_Work required_
In the records below, find each line with the word "second" and copy it.
>>>
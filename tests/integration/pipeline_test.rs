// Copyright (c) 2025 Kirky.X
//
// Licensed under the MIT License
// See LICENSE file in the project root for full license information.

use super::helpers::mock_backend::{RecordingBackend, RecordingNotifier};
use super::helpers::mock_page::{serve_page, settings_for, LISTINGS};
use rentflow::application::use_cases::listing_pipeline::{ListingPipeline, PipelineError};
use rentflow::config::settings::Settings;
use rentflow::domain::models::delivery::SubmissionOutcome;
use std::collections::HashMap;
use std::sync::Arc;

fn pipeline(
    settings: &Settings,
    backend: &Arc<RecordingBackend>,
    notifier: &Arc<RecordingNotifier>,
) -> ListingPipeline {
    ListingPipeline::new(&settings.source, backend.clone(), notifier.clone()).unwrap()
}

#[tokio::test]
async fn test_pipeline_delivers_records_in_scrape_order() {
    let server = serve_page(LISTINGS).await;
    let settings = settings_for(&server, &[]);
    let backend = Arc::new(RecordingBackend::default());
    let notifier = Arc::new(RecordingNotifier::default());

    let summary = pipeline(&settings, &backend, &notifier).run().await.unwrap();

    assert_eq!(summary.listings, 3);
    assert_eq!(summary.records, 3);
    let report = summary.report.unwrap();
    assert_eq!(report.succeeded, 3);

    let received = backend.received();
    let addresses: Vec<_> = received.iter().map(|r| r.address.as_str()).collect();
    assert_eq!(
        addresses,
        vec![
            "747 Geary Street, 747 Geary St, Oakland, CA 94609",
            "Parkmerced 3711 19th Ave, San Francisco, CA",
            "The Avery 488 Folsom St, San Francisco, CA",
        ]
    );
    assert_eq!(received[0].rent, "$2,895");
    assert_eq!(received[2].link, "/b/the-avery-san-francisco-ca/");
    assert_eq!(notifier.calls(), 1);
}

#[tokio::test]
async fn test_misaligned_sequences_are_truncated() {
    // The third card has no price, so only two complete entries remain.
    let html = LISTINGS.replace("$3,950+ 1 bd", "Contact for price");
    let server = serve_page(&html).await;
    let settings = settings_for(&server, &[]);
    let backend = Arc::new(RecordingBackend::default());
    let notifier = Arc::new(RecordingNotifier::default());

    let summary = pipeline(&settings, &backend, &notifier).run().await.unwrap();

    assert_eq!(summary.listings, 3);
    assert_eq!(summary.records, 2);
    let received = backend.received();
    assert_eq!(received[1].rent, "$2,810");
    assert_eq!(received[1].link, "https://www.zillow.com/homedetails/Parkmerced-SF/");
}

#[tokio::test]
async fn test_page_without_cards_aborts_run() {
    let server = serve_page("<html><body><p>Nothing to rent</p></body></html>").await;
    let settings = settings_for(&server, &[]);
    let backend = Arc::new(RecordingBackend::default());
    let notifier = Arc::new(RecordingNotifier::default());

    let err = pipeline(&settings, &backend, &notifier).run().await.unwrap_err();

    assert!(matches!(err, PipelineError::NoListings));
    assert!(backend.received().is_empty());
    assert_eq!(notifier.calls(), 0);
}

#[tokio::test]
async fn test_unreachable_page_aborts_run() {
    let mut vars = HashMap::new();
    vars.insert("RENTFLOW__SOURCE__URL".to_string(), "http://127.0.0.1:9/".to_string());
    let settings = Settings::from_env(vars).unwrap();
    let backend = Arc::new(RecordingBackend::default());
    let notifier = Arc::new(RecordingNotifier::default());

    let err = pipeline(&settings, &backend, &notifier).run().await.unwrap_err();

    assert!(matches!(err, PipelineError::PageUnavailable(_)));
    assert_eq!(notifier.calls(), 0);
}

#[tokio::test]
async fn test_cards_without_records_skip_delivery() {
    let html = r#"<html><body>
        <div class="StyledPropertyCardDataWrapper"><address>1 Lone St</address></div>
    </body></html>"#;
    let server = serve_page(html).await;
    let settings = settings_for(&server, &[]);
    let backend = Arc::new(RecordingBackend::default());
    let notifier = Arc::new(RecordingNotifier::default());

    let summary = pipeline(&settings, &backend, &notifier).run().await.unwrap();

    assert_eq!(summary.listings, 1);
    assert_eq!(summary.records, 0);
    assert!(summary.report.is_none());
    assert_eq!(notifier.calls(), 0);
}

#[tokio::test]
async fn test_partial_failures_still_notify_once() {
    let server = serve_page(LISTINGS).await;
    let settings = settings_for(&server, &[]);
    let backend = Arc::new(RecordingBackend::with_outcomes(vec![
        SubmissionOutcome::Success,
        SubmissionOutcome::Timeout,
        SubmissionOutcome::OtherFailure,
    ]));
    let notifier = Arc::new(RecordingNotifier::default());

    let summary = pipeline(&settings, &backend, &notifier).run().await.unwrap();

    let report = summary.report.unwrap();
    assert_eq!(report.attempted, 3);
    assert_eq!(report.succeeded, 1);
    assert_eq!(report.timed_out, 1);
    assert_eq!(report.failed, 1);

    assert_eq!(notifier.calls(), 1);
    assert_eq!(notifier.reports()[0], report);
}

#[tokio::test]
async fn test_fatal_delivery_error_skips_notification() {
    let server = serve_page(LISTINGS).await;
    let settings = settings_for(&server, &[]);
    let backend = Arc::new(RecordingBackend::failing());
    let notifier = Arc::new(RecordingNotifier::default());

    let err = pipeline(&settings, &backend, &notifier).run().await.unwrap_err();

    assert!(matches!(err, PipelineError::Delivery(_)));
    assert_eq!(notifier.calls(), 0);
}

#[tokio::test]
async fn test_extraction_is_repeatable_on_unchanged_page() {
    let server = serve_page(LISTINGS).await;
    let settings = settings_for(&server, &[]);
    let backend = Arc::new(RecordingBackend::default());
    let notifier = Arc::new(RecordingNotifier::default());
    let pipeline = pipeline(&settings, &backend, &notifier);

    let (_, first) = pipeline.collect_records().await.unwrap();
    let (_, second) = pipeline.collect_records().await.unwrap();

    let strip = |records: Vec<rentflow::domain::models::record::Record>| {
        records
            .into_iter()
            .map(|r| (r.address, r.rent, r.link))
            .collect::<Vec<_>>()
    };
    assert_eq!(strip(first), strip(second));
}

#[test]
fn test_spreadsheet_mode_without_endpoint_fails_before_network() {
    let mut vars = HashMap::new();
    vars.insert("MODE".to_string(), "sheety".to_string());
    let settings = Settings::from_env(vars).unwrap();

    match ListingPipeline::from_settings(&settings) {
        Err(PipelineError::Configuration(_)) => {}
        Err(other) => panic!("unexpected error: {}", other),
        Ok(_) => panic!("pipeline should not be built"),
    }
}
<<<
_Answer for the task_
    let (_, second) = pipeline.collect_records().await.unwrap();
    assert_eq!(strip(first), strip(second));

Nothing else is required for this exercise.